PROBLEM REQUIREMENTS: A word-for-word transcript of every entry is required.
*** Opening of DATA FOR PROCESSING ***
//! Merge throughput of the result assembler.

#![allow(clippy::unwrap_used, missing_docs)]

use criterion::{BenchmarkId, Criterion, criterion_group, criterion_main};
use rust_decimal::Decimal;
use std::hint::black_box;
use transfer_search::application::services::ResultAssembler;
use transfer_search::domain::entities::{Offer, SupplierOffer, SupplierSearchOutcome};
use transfer_search::domain::value_objects::{
    Currency, FailureKind, Money, OfferId, SearchId, SupplierCode, Vehicle, VehicleCategory,
};

fn outcomes(suppliers: usize, offers_per_supplier: usize) -> Vec<SupplierSearchOutcome> {
    let search_id = SearchId::new_v4();
    let eur = Currency::new("EUR").unwrap();

    (0..suppliers)
        .map(|s| {
            let code = SupplierCode::new(format!("supplier-{s}"));
            if s % 5 == 4 {
                return SupplierSearchOutcome::failure(code, FailureKind::Timeout, "slow");
            }
            let offers = (0..offers_per_supplier)
                .map(|o| {
                    // Spread prices so suppliers interleave, with some ties.
                    let cents = ((o * 7919 + s * 104_729) % 20_000) as i64 + 1_000;
                    let raw = SupplierOffer::new(
                        OfferId::new(format!("offer-{}", o % (offers_per_supplier - 1).max(1))),
                        Money::new(Decimal::new(cents, 2), eur.clone()).unwrap(),
                        Vehicle::new(VehicleCategory::Sedan),
                        4,
                        format!("token-{s}-{o}"),
                    );
                    Offer::from_supplier(search_id, code.clone(), raw)
                })
                .collect();
            SupplierSearchOutcome::success(code, offers)
        })
        .collect()
}

fn bench_merge(c: &mut Criterion) {
    let mut group = c.benchmark_group("merge");
    let assembler = ResultAssembler::new();

    for (suppliers, per_supplier) in [(3, 10), (10, 50), (25, 200)] {
        let input = outcomes(suppliers, per_supplier);
        group.bench_with_input(
            BenchmarkId::from_parameter(format!("{suppliers}x{per_supplier}")),
            &input,
            |b, input| b.iter(|| assembler.merge(black_box(input))),
        );
    }

    let input = outcomes(25, 200);
    let limited = ResultAssembler::new().with_max_offers(20);
    group.bench_function("25x200_top20", |b| {
        b.iter(|| limited.merge(black_box(&input)));
    });

    group.finish();
}

criterion_group!(benches, bench_merge);
criterion_main!(benches);
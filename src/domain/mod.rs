//! # Domain Layer
//!
//! Transfer search vocabulary: value objects, entities and validation errors.
//! Nothing in here performs I/O.

pub mod entities;
pub mod errors;
pub mod value_objects;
*** Close of DATA FOR PROCESSING ***
ANSWER TO THIS PROBLEM:
//! Merge throughput of the result assembler.

#![allow(clippy::unwrap_used, missing_docs)]

use criterion::{BenchmarkId, Criterion, criterion_group, criterion_main};
use rust_decimal::Decimal;
use std::hint::black_box;
use transfer_search::application::services::ResultAssembler;
use transfer_search::domain::entities::{Offer, SupplierOffer, SupplierSearchOutcome};
use transfer_search::domain::value_objects::{
    Currency, FailureKind, Money, OfferId, SearchId, SupplierCode, Vehicle, VehicleCategory,
};

fn outcomes(suppliers: usize, offers_per_supplier: usize) -> Vec<SupplierSearchOutcome> {
    let search_id = SearchId::new_v4();
    let eur = Currency::new("EUR").unwrap();

    (0..suppliers)
        .map(|s| {
            let code = SupplierCode::new(format!("supplier-{s}"));
            if s % 5 == 4 {
                return SupplierSearchOutcome::failure(code, FailureKind::Timeout, "slow");
            }
            let offers = (0..offers_per_supplier)
                .map(|o| {
                    // Spread prices so suppliers interleave, with some ties.
                    let cents = ((o * 7919 + s * 104_729) % 20_000) as i64 + 1_000;
                    let raw = SupplierOffer::new(
                        OfferId::new(format!("offer-{}", o % (offers_per_supplier - 1).max(1))),
                        Money::new(Decimal::new(cents, 2), eur.clone()).unwrap(),
                        Vehicle::new(VehicleCategory::Sedan),
                        4,
                        format!("token-{s}-{o}"),
                    );
                    Offer::from_supplier(search_id, code.clone(), raw)
                })
                .collect();
            SupplierSearchOutcome::success(code, offers)
        })
        .collect()
}

fn bench_merge(c: &mut Criterion) {
    let mut group = c.benchmark_group("merge");
    let assembler = ResultAssembler::new();

    for (suppliers, per_supplier) in [(3, 10), (10, 50), (25, 200)] {
        let input = outcomes(suppliers, per_supplier);
        group.bench_with_input(
            BenchmarkId::from_parameter(format!("{suppliers}x{per_supplier}")),
            &input,
            |b, input| b.iter(|| assembler.merge(black_box(input))),
        );
    }

    let input = outcomes(25, 200);
    let limited = ResultAssembler::new().with_max_offers(20);
    group.bench_function("25x200_top20", |b| {
        b.iter(|| limited.merge(black_box(&input)));
    });

    group.finish();
}

criterion_group!(benches, bench_merge);
criterion_main!(benches);
filename src/domain/mod.rs
//! # Domain Layer
//!
//! Transfer search vocabulary: value objects, entities and validation errors.
//! Nothing in here performs I/O.

pub mod entities;
pub mod errors;
pub mod value_objects;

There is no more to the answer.